Stored items from a collection:
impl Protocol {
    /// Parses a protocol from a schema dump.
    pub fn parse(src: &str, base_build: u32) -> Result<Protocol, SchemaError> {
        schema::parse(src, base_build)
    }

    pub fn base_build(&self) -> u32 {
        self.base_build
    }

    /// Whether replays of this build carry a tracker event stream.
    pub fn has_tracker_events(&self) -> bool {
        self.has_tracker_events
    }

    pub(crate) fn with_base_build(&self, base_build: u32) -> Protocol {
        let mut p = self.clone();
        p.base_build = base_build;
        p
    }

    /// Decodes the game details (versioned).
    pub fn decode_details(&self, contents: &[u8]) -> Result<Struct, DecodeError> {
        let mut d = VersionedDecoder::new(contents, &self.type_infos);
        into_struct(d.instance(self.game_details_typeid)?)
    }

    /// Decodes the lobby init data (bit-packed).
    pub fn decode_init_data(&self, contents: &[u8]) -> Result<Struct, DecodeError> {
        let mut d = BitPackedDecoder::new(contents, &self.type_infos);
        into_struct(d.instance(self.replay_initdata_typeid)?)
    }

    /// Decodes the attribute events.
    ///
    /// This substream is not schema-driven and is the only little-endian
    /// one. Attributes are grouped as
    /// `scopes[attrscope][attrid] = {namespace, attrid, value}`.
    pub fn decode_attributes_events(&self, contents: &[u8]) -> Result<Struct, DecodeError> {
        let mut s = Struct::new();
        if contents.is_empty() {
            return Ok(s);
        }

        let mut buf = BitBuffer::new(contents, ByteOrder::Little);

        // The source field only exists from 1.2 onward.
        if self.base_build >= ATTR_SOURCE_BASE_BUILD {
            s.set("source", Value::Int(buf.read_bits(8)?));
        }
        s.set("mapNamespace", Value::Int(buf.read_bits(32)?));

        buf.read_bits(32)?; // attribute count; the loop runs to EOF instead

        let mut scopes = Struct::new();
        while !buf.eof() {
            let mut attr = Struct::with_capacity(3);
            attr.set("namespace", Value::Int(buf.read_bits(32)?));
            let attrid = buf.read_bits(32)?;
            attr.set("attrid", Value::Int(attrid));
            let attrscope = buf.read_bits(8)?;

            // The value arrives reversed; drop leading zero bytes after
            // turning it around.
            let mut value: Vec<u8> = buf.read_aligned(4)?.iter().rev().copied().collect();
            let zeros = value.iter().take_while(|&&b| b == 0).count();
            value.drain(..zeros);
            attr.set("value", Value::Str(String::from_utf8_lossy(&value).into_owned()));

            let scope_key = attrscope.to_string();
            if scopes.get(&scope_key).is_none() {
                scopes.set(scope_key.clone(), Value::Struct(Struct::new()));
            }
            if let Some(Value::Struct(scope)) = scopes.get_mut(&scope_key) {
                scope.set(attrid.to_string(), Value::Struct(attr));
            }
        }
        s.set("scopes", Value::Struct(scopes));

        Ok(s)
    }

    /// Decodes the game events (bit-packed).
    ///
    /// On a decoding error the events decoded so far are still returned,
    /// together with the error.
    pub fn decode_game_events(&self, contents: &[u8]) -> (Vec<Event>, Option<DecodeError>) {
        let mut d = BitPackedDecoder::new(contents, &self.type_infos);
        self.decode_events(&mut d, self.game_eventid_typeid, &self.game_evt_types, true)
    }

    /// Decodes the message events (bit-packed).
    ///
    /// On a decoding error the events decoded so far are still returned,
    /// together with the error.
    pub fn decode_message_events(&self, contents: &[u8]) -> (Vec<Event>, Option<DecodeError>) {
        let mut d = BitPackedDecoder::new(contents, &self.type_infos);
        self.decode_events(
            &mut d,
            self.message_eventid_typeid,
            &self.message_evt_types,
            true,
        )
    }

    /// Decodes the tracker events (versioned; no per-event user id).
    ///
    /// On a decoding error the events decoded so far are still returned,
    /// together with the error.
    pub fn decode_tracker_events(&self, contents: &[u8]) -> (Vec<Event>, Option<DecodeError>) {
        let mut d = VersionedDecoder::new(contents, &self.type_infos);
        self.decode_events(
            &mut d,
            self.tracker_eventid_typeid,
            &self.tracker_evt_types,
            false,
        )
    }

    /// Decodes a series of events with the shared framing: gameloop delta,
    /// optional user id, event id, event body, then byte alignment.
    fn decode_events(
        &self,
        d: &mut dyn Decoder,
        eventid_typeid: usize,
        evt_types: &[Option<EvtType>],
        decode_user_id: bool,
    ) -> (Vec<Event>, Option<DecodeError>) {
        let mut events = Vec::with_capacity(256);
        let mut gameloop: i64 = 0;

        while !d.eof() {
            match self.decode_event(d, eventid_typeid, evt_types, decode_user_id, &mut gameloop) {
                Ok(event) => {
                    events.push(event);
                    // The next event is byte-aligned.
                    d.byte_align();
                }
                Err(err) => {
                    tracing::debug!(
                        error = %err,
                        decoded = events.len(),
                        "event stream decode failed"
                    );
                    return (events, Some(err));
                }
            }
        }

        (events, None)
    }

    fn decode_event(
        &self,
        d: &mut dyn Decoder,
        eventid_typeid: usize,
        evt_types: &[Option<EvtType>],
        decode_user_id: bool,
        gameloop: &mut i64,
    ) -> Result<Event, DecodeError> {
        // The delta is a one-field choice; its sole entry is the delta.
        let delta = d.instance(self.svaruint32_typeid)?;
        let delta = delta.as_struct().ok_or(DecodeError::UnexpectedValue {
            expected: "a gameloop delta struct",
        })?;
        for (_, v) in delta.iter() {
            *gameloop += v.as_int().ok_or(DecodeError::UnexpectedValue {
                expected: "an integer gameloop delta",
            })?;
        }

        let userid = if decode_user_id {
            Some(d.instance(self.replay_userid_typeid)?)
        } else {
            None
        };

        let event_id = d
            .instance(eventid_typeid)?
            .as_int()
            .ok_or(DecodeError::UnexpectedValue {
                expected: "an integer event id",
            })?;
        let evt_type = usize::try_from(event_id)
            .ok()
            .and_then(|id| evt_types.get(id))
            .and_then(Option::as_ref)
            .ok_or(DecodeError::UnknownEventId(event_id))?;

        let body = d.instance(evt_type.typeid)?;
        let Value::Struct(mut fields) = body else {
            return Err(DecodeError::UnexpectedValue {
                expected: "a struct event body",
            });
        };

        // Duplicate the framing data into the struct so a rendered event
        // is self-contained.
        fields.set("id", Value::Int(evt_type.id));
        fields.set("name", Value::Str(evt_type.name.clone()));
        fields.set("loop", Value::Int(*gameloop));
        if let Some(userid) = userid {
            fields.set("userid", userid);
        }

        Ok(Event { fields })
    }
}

## How to complete this task
Word for word, restate each of the records above.

## Answer area
impl Protocol {
    /// Parses a protocol from a schema dump.
    pub fn parse(src: &str, base_build: u32) -> Result<Protocol, SchemaError> {
        schema::parse(src, base_build)
    }

    pub fn base_build(&self) -> u32 {
        self.base_build
    }

    /// Whether replays of this build carry a tracker event stream.
    pub fn has_tracker_events(&self) -> bool {
        self.has_tracker_events
    }

    pub(crate) fn with_base_build(&self, base_build: u32) -> Protocol {
        let mut p = self.clone();
        p.base_build = base_build;
        p
    }

    /// Decodes the game details (versioned).
    pub fn decode_details(&self, contents: &[u8]) -> Result<Struct, DecodeError> {
        let mut d = VersionedDecoder::new(contents, &self.type_infos);
        into_struct(d.instance(self.game_details_typeid)?)
    }

    /// Decodes the lobby init data (bit-packed).
    pub fn decode_init_data(&self, contents: &[u8]) -> Result<Struct, DecodeError> {
        let mut d = BitPackedDecoder::new(contents, &self.type_infos);
        into_struct(d.instance(self.replay_initdata_typeid)?)
    }

    /// Decodes the attribute events.
    ///
    /// This substream is not schema-driven and is the only little-endian
    /// one. Attributes are grouped as
    /// `scopes[attrscope][attrid] = {namespace, attrid, value}`.
    pub fn decode_attributes_events(&self, contents: &[u8]) -> Result<Struct, DecodeError> {
        let mut s = Struct::new();
        if contents.is_empty() {
            return Ok(s);
        }

        let mut buf = BitBuffer::new(contents, ByteOrder::Little);

        // The source field only exists from 1.2 onward.
        if self.base_build >= ATTR_SOURCE_BASE_BUILD {
            s.set("source", Value::Int(buf.read_bits(8)?));
        }
        s.set("mapNamespace", Value::Int(buf.read_bits(32)?));

        buf.read_bits(32)?; // attribute count; the loop runs to EOF instead

        let mut scopes = Struct::new();
        while !buf.eof() {
            let mut attr = Struct::with_capacity(3);
            attr.set("namespace", Value::Int(buf.read_bits(32)?));
            let attrid = buf.read_bits(32)?;
            attr.set("attrid", Value::Int(attrid));
            let attrscope = buf.read_bits(8)?;

            // The value arrives reversed; drop leading zero bytes after
            // turning it around.
            let mut value: Vec<u8> = buf.read_aligned(4)?.iter().rev().copied().collect();
            let zeros = value.iter().take_while(|&&b| b == 0).count();
            value.drain(..zeros);
            attr.set("value", Value::Str(String::from_utf8_lossy(&value).into_owned()));

            let scope_key = attrscope.to_string();
            if scopes.get(&scope_key).is_none() {
                scopes.set(scope_key.clone(), Value::Struct(Struct::new()));
            }
            if let Some(Value::Struct(scope)) = scopes.get_mut(&scope_key) {
                scope.set(attrid.to_string(), Value::Struct(attr));
            }
        }
        s.set("scopes", Value::Struct(scopes));

        Ok(s)
    }

    /// Decodes the game events (bit-packed).
    ///
    /// On a decoding error the events decoded so far are still returned,
    /// together with the error.
    pub fn decode_game_events(&self, contents: &[u8]) -> (Vec<Event>, Option<DecodeError>) {
        let mut d = BitPackedDecoder::new(contents, &self.type_infos);
        self.decode_events(&mut d, self.game_eventid_typeid, &self.game_evt_types, true)
    }

    /// Decodes the message events (bit-packed).
    ///
    /// On a decoding error the events decoded so far are still returned,
    /// together with the error.
    pub fn decode_message_events(&self, contents: &[u8]) -> (Vec<Event>, Option<DecodeError>) {
        let mut d = BitPackedDecoder::new(contents, &self.type_infos);
        self.decode_events(
            &mut d,
            self.message_eventid_typeid,
            &self.message_evt_types,
            true,
        )
    }

    /// Decodes the tracker events (versioned; no per-event user id).
    ///
    /// On a decoding error the events decoded so far are still returned,
    /// together with the error.
    pub fn decode_tracker_events(&self, contents: &[u8]) -> (Vec<Event>, Option<DecodeError>) {
        let mut d = VersionedDecoder::new(contents, &self.type_infos);
        self.decode_events(
            &mut d,
            self.tracker_eventid_typeid,
            &self.tracker_evt_types,
            false,
        )
    }

    /// Decodes a series of events with the shared framing: gameloop delta,
    /// optional user id, event id, event body, then byte alignment.
    fn decode_events(
        &self,
        d: &mut dyn Decoder,
        eventid_typeid: usize,
        evt_types: &[Option<EvtType>],
        decode_user_id: bool,
    ) -> (Vec<Event>, Option<DecodeError>) {
        let mut events = Vec::with_capacity(256);
        let mut gameloop: i64 = 0;

        while !d.eof() {
            match self.decode_event(d, eventid_typeid, evt_types, decode_user_id, &mut gameloop) {
                Ok(event) => {
                    events.push(event);
                    // The next event is byte-aligned.
                    d.byte_align();
                }
                Err(err) => {
                    tracing::debug!(
                        error = %err,
                        decoded = events.len(),
                        "event stream decode failed"
                    );
                    return (events, Some(err));
                }
            }
        }

        (events, None)
    }

    fn decode_event(
        &self,
        d: &mut dyn Decoder,
        eventid_typeid: usize,
        evt_types: &[Option<EvtType>],
        decode_user_id: bool,
        gameloop: &mut i64,
    ) -> Result<Event, DecodeError> {
        // The delta is a one-field choice; its sole entry is the delta.
        let delta = d.instance(self.svaruint32_typeid)?;
        let delta = delta.as_struct().ok_or(DecodeError::UnexpectedValue {
            expected: "a gameloop delta struct",
        })?;
        for (_, v) in delta.iter() {
            *gameloop += v.as_int().ok_or(DecodeError::UnexpectedValue {
                expected: "an integer gameloop delta",
            })?;
        }

        let userid = if decode_user_id {
            Some(d.instance(self.replay_userid_typeid)?)
        } else {
            None
        };

        let event_id = d
            .instance(eventid_typeid)?
            .as_int()
            .ok_or(DecodeError::UnexpectedValue {
                expected: "an integer event id",
            })?;
        let evt_type = usize::try_from(event_id)
            .ok()
            .and_then(|id| evt_types.get(id))
            .and_then(Option::as_ref)
            .ok_or(DecodeError::UnknownEventId(event_id))?;

        let body = d.instance(evt_type.typeid)?;
        let Value::Struct(mut fields) = body else {
            return Err(DecodeError::UnexpectedValue {
                expected: "a struct event body",
            });
        };

        // Duplicate the framing data into the struct so a rendered event
        // is self-contained.
        fields.set("id", Value::Int(evt_type.id));
        fields.set("name", Value::Str(evt_type.name.clone()));
        fields.set("loop", Value::Int(*gameloop));
        if let Some(userid) = userid {
            fields.set("userid", userid);
        }

        Ok(Event { fields })
    }
}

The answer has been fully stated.